[Rust-VMM] [PTG] Meeting Notes
jenny.mankin at crowdstrike.com
Wed May 8 03:26:32 UTC 2019
Thanks for the detailed summary of everything discussed at the PTG meetup!
Regarding the vmm-vcpu crate, I'd provided more detail on the PR as a reply to Zach's comment, but it's not a very visible location that gets a lot of traffic so I thought I'd solicit feedback here as well.
In that thread, I've provided what I think is a technical justification for a vCPU abstraction crate, regardless of its ultimate utility in a full hypervisor-agnostic or Hyper-V implementation of Firecracker or Crosvm. Full explanation below (feel free to reply here, or on the comment thread itself at https://github.com/rust-vmm/vmm-vcpu/pull/3#issuecomment-489174754).
I'm curious for the community's thoughts on whether this is sufficient justification for the crate, or whether demonstrable integration into Crosvm or Firecracker is actually a prerequisite for a rust-vmm abstraction crate such as this one (eg, as requested, prove that Firecracker/Crosvm can support different hypervisors).

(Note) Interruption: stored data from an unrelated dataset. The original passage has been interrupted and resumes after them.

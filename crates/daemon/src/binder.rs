// SPDX-License-Identifier: BUSL-1.1
// Copyright (c) 2026 Alfred Jean LLC

//! Event binding: resolve an envelope to a runtime or park it.

use std::sync::Arc;

use chrono::{DateTime, Utc};
use tracing::debug;

use crate::event::{sanitize_event_time, EventEnvelope};
use crate::state::derive_status;
use crate::store::{EventObservation, InboxEntry, PaneStateRecord, Runtime, StateStore, StoreError};
use crate::telemetry::Telemetry;

/// Tolerance between a start hint and the runtime's recorded start.
const START_HINT_TOLERANCE_SECS: i64 = 5;

/// Outcome of one binding attempt.
#[derive(Debug, Clone)]
pub enum BindOutcome {
    /// Resolved and applied. `state` is `None` for no-op event types.
    Bound { runtime_id: String, state: Option<PaneStateRecord> },
    /// Parked on the pending inbox for a later binding pass.
    Parked,
}

#[derive(Debug, thiserror::Error)]
pub enum BindError {
    #[error("{0}")]
    Invalid(String),
    #[error(transparent)]
    Store(#[from] StoreError),
}

/// Resolves incoming envelopes against the store. Owns no long-lived
/// mutable state besides the store handle.
pub struct Binder {
    store: Arc<dyn StateStore>,
    telemetry: Arc<Telemetry>,
}

impl Binder {
    pub fn new(store: Arc<dyn StateStore>, telemetry: Arc<Telemetry>) -> Self {
        Self { store, telemetry }
    }

    /// Bind one envelope, applying its state transition or parking it.
    ///
    /// Duplicate submissions are indistinguishable from the first
    /// successful one: the response always reports the current effective
    /// state.
    pub async fn bind_event(
        &self,
        envelope: EventEnvelope,
        now: DateTime<Utc>,
    ) -> Result<BindOutcome, BindError> {
        if let Err(msg) = envelope.validate() {
            self.telemetry.record_bind("invalid");
            return Err(BindError::Invalid(msg));
        }

        match self.resolve(&envelope).await? {
            Some(runtime) => {
                let state = self.apply(&envelope, &runtime, now).await?;
                self.telemetry.record_bind("bound");
                Ok(BindOutcome::Bound { runtime_id: runtime.runtime_id, state })
            }
            None => {
                self.store.park_inbox(InboxEntry { envelope, arrived_at: now }).await?;
                self.telemetry.record_bind("pending_bind");
                Ok(BindOutcome::Parked)
            }
        }
    }

    /// Replay parked entries for a pane after a runtime appears.
    /// Returns how many bound; entries that still cannot resolve are
    /// parked again.
    pub async fn rebind_pending(
        &self,
        target: &str,
        pane_id: &str,
        now: DateTime<Utc>,
    ) -> Result<u32, StoreError> {
        let entries = self.store.take_inbox(target, pane_id).await?;
        let mut bound = 0;
        for entry in entries {
            match self.bind_event(entry.envelope.clone(), now).await {
                Ok(BindOutcome::Bound { .. }) => bound += 1,
                Ok(BindOutcome::Parked) => {}
                Err(BindError::Invalid(msg)) => {
                    debug!(dedupe_key = %entry.envelope.dedupe_key, %msg, "dropping invalid parked event");
                }
                Err(BindError::Store(e)) => {
                    // Put the entry back so nothing is lost, then surface.
                    let _ = self.store.park_inbox(entry).await;
                    return Err(e);
                }
            }
        }
        Ok(bound)
    }

    /// Binding resolution, in order: direct runtime id, then the
    /// (target, pane) pair disambiguated by pid and start-time hints.
    async fn resolve(&self, envelope: &EventEnvelope) -> Result<Option<Runtime>, StoreError> {
        if let Some(id) = envelope.runtime_id.as_deref().filter(|r| !r.trim().is_empty()) {
            if let Some(runtime) = self.store.get_runtime(id).await? {
                return Ok(Some(runtime));
            }
        }

        let (Some(target), Some(pane_id)) = (&envelope.target, &envelope.pane_id) else {
            return Ok(None);
        };

        let candidates = self.store.list_runtimes(target, pane_id).await?;
        let mut matched: Vec<Runtime> =
            candidates.into_iter().filter(|rt| hints_match(envelope, rt)).collect();
        if matched.len() == 1 {
            return Ok(matched.pop());
        }
        Ok(None)
    }

    async fn apply(
        &self,
        envelope: &EventEnvelope,
        runtime: &Runtime,
        now: DateTime<Utc>,
    ) -> Result<Option<PaneStateRecord>, BindError> {
        let Some(change) = derive_status(&envelope.event_type, envelope.raw_payload.as_ref())
        else {
            // Open event-type set: unknown types bind but change nothing.
            let state = self.store.get_state(&runtime.target_id, &runtime.pane_id).await?;
            return Ok(state);
        };

        let obs = EventObservation {
            runtime_id: runtime.runtime_id.clone(),
            target_id: runtime.target_id.clone(),
            pane_id: runtime.pane_id.clone(),
            change,
            event_time: sanitize_event_time(envelope.event_time, now),
        };
        let record = self.store.record_event(&envelope.dedupe_key, obs).await?;
        Ok(Some(record))
    }
}

fn hints_match(envelope: &EventEnvelope, runtime: &Runtime) -> bool {
    if let Some(pid) = envelope.pid {
        if runtime.pid != Some(pid) {
            return false;
        }
    }
    if let Some(hint) = envelope.start_hint {
        if (hint - runtime.started_at).num_seconds().abs() > START_HINT_TOLERANCE_SECS {
            return false;
        }
    }
    true
}

#[cfg(test)]
#[path = "binder_tests.rs"]
mod tests;
// SPDX-License-Identifier: BUSL-1.1
// Copyright (c) 2026 Alfred Jean LLC

//! Pane tap: a FIFO mirror of one pane's raw byte stream.
//!
//! The multiplexer pipes pane output into a named pipe we own; a reader
//! task forwards 16 KiB chunks onto the session's tap channel. The pipe
//! is opened read-write so reads never see EOF when the writer side
//! detaches transiently.

use std::os::fd::{AsFd, AsRawFd, BorrowedFd, OwnedFd};
use std::os::unix::fs::{OpenOptionsExt, PermissionsExt};
use std::path::{Path, PathBuf};
use std::sync::Arc;
use std::time::Duration;

use bytes::Bytes;
use nix::fcntl::OFlag;
use nix::sys::stat::Mode;
use tokio::io::unix::AsyncFd;
use tokio::sync::mpsc;
use tokio::task::JoinHandle;
use tokio_util::sync::CancellationToken;
use tracing::{debug, warn};

use crate::snapshot::{shell_quote, MuxRunner};
use crate::target::{PaneKey, TargetKind};
use crate::telemetry::Telemetry;

/// Chunk size for FIFO reads.
const READ_CHUNK: usize = 16 * 1024;

/// Bounded tap channel capacity, shared by all taps of one session.
pub const TAP_CHANNEL_CAPACITY: usize = 512;

/// How long `stop` waits for the reader task to drain.
const STOP_DRAIN_TIMEOUT: Duration = Duration::from_millis(500);

/// One chunk of mirrored pane output.
#[derive(Debug, Clone)]
pub struct TapChunk {
    pub key: PaneKey,
    pub bytes: Bytes,
}

#[derive(Debug, thiserror::Error)]
pub enum TapError {
    #[error("pane tap requires a local target")]
    UnsupportedTarget,
    #[error(transparent)]
    Io(#[from] std::io::Error),
}

/// Newtype for the FIFO file descriptor, for use with [`AsyncFd`].
struct FifoFd(OwnedFd);

impl AsRawFd for FifoFd {
    fn as_raw_fd(&self) -> std::os::fd::RawFd {
        self.0.as_raw_fd()
    }
}

impl AsFd for FifoFd {
    fn as_fd(&self) -> BorrowedFd<'_> {
        self.0.as_fd()
    }
}

/// Handle to a running pane tap.
pub struct PaneTap {
    path: PathBuf,
    pane_id: String,
    runner: Arc<dyn MuxRunner>,
    cancel: CancellationToken,
    reader: JoinHandle<()>,
}

impl PaneTap {
    /// Create the FIFO, attach the multiplexer, and start the reader task.
    pub async fn start(
        runner: Arc<dyn MuxRunner>,
        kind: TargetKind,
        key: PaneKey,
        tx: mpsc::Sender<TapChunk>,
        telemetry: Arc<Telemetry>,
    ) -> Result<Self, TapError> {
        if kind != TargetKind::Local {
            return Err(TapError::UnsupportedTarget);
        }

        let path = create_fifo()?;
        let pane_id = key.pane_id().to_owned();

        // Attach: mirror the pane's byte stream into the pipe.
        let pipe_cmd = format!("exec cat > {}", shell_quote(&path.display().to_string()));
        let attach_runner = Arc::clone(&runner);
        let attach_pane = pane_id.clone();
        let attach = tokio::task::spawn_blocking(move || {
            attach_runner.run(&["pipe-pane", "-o", "-t", &attach_pane, &pipe_cmd])
        })
        .await
        .map_err(|e| TapError::Io(std::io::Error::other(e)))?;
        if let Err(e) = attach {
            let _ = std::fs::remove_file(&path);
            return Err(TapError::Io(std::io::Error::other(e)));
        }

        let cancel = CancellationToken::new();
        let reader = match spawn_reader(path.clone(), key, tx, telemetry, cancel.clone()) {
            Ok(reader) => reader,
            Err(e) => {
                let _ = std::fs::remove_file(&path);
                return Err(e);
            }
        };

        Ok(Self { path, pane_id, runner, cancel, reader })
    }

    pub fn path(&self) -> &Path {
        &self.path
    }

    /// Detach the multiplexer, stop the reader, and remove the pipe.
    ///
    /// Waits up to 500 ms for the reader to drain; a reader that outlives
    /// the deadline is logged and left detached.
    pub async fn stop(self) {
        self.cancel.cancel();

        let runner = self.runner;
        let pane_id = self.pane_id;
        let detach =
            tokio::task::spawn_blocking(move || runner.run(&["pipe-pane", "-t", &pane_id])).await;
        match detach {
            Ok(Err(e)) => debug!(err = %e, "pane tap detach failed"),
            Err(e) => debug!(err = %e, "pane tap detach task failed"),
            Ok(Ok(_)) => {}
        }

        if tokio::time::timeout(STOP_DRAIN_TIMEOUT, self.reader).await.is_err() {
            warn!(path = %self.path.display(), "pane tap reader did not drain in time");
        }

        let _ = std::fs::remove_file(&self.path);
    }
}

/// Create the process-scoped FIFO directory (mode 0700) and a uniquely
/// named pipe (mode 0600) inside it.
fn create_fifo() -> Result<PathBuf, TapError> {
    let dir = fifo_dir();
    std::fs::create_dir_all(&dir)?;
    std::fs::set_permissions(&dir, std::fs::Permissions::from_mode(0o700))?;

    let nanos = std::time::SystemTime::now()
        .duration_since(std::time::UNIX_EPOCH)
        .unwrap_or_default()
        .as_nanos();
    let path = dir.join(format!("pane-tap-{}-{nanos}.fifo", std::process::id()));

    nix::unistd::mkfifo(&path, Mode::from_bits_truncate(0o600))
        .map_err(|e| TapError::Io(std::io::Error::from_raw_os_error(e as i32)))?;
    Ok(path)
}

/// FIFO directory shared by all taps of this daemon process.
pub fn fifo_dir() -> PathBuf {
    std::env::temp_dir().join("agtmux-pane-tap")
}

/// Spawn the FIFO reader task.
///
/// Opens the pipe `O_RDWR | O_NONBLOCK` and reads through [`AsyncFd`] so
/// the loop is cancellable and never blocks a worker thread. A full tap
/// channel drops the newest chunk, counted in telemetry.
fn spawn_reader(
    path: PathBuf,
    key: PaneKey,
    tx: mpsc::Sender<TapChunk>,
    telemetry: Arc<Telemetry>,
    cancel: CancellationToken,
) -> Result<JoinHandle<()>, TapError> {
    let file = std::fs::OpenOptions::new()
        .read(true)
        .write(true)
        .custom_flags(OFlag::O_NONBLOCK.bits())
        .open(&path)?;
    let owned: OwnedFd = file.into();
    let afd = AsyncFd::new(FifoFd(owned))?;

    let handle = tokio::spawn(async move {
        let mut buf = vec![0u8; READ_CHUNK];
        loop {
            let readable = tokio::select! {
                _ = cancel.cancelled() => break,
                r = afd.readable() => r,
            };
            let mut guard = match readable {
                Ok(g) => g,
                Err(_) => break,
            };
            match guard.try_io(|inner| {
                nix::unistd::read(inner.get_ref(), &mut buf)
                    .map_err(|e| std::io::Error::from_raw_os_error(e as i32))
            }) {
                Ok(Ok(0)) => break, // EOF
                Ok(Ok(n)) => {
                    let chunk =
                        TapChunk { key: key.clone(), bytes: Bytes::copy_from_slice(&buf[..n]) };
                    if tx.try_send(chunk).is_err() {
                        telemetry.record_tap_drop();
                    }
                }
                Ok(Err(_)) => break,
                Err(_would_block) => continue,
            }
        }
    });
    Ok(handle)
}

#[cfg(test)]
#[path = "tap_tests.rs"]
mod tests;
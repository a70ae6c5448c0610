// SPDX-License-Identifier: BUSL-1.1
// Copyright (c) 2026 Alfred Jean LLC

use clap::Parser;
use tracing::error;

use agtmux::config::Config;

#[tokio::main]
async fn main() {
    let config = Config::parse();

    if let Err(e) = config.validate() {
        eprintln!("error: {e}");
        std::process::exit(2);
    }

    if let Err(e) = agtmux::run::run(config).await {
        error!("fatal: {e:#}");
        std::process::exit(1);
    }
}
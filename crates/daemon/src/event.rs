// SPDX-License-Identifier: BUSL-1.1
// Copyright (c) 2026 Alfred Jean LLC

//! Incoming event envelopes and their validation.

use chrono::{DateTime, Duration, Utc};
use serde::{Deserialize, Serialize};

use crate::state::AgentKind;

/// Closed allow-list of event sources. Unknown values are rejected.
pub const EVENT_SOURCES: &[&str] = &["notify", "poll", "hook", "bridge", "manual"];

/// Maximum tolerated clock skew before an event time is clamped to `now`.
pub const MAX_FUTURE_SKEW_SECS: i64 = 5;

/// An incoming agent notification, as posted to `/v1/events`.
///
/// Routing is ambiguous by design: either `runtime_id` or the
/// `target` + `pane_id` pair must resolve to a live runtime.
#[derive(Debug, Clone, Serialize, Deserialize)]
pub struct EventEnvelope {
    #[serde(default, skip_serializing_if = "Option::is_none")]
    pub target: Option<String>,
    #[serde(default, skip_serializing_if = "Option::is_none")]
    pub pane_id: Option<String>,
    #[serde(default, skip_serializing_if = "Option::is_none")]
    pub runtime_id: Option<String>,
    #[serde(default)]
    pub agent_type: AgentKind,
    /// Must be one of [`EVENT_SOURCES`]; missing and unknown values are
    /// rejected by [`EventEnvelope::validate`] rather than serde so the
    /// caller sees the stable error code.
    #[serde(default)]
    pub source: String,
    #[serde(default)]
    pub event_type: String,
    /// Caller-supplied idempotency token.
    #[serde(default)]
    pub dedupe_key: String,
    #[serde(default, skip_serializing_if = "Option::is_none")]
    pub event_id: Option<String>,
    #[serde(default, skip_serializing_if = "Option::is_none")]
    pub event_time: Option<DateTime<Utc>>,
    #[serde(default, skip_serializing_if = "Option::is_none")]
    pub pid: Option<u32>,
    /// Approximate runtime start time, used to disambiguate candidates.
    #[serde(default, skip_serializing_if = "Option::is_none")]
    pub start_hint: Option<DateTime<Utc>>,
    /// Opaque payload. Parsed for state cues when it is a JSON object,
    /// carried untouched otherwise.
    #[serde(default, skip_serializing_if = "Option::is_none")]
    pub raw_payload: Option<serde_json::Value>,
}

impl EventEnvelope {
    /// Validate required fields and the closed source set.
    ///
    /// Returns the stable `ref/invalid` message on failure.
    pub fn validate(&self) -> Result<(), String> {
        if !EVENT_SOURCES.contains(&self.source.as_str()) {
            return Err(format!("unknown source: {}", self.source));
        }
        if self.event_type.trim().is_empty() {
            return Err("event_type is required".to_owned());
        }
        if self.dedupe_key.trim().is_empty() {
            return Err("dedupe_key is required".to_owned());
        }
        let has_pane_ref = matches!(
            (&self.target, &self.pane_id),
            (Some(t), Some(p)) if !t.trim().is_empty() && !p.trim().is_empty()
        );
        let has_runtime = self.runtime_id.as_deref().is_some_and(|r| !r.trim().is_empty());
        if !has_pane_ref && !has_runtime {
            return Err("either runtime_id or target + pane_id is required".to_owned());
        }
        Ok(())
    }
}

/// Sanitize an event time against the server clock.
///
/// Missing times become the receive time; times more than
/// [`MAX_FUTURE_SKEW_SECS`] in the future are clamped to `now`.
pub fn sanitize_event_time(event_time: Option<DateTime<Utc>>, now: DateTime<Utc>) -> DateTime<Utc> {
    match event_time {
        None => now,
        Some(t) if t > now + Duration::seconds(MAX_FUTURE_SKEW_SECS) => now,
        Some(t) => t,
    }
}

#[cfg(test)]
#[path = "event_tests.rs"]
mod tests;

**** Original comment below (thread: https://github.com/rust-vmm/vmm-vcpu/pull/3#issuecomment-489174754) ****
You are certainly right in that the differences in the VcpuExit structure (due to the underlying vCPU exits exposed by each hypervisor) make it such that any code making use of the run() function would need to specialize its processing of the exits based on hypervisor. This would need to either be accomplished directly at the layer performing the vCPU.run(), or might be itself abstracted within a higher-level crate. For example, a hypervisor-agnostic VM crate might utilize the trait generic (with VMM-specific references providing implementation of those operations). See, for example, the proposed issue to provide additional abstractions of a VM and a VMM that makes use of abstracted vCPU functionality.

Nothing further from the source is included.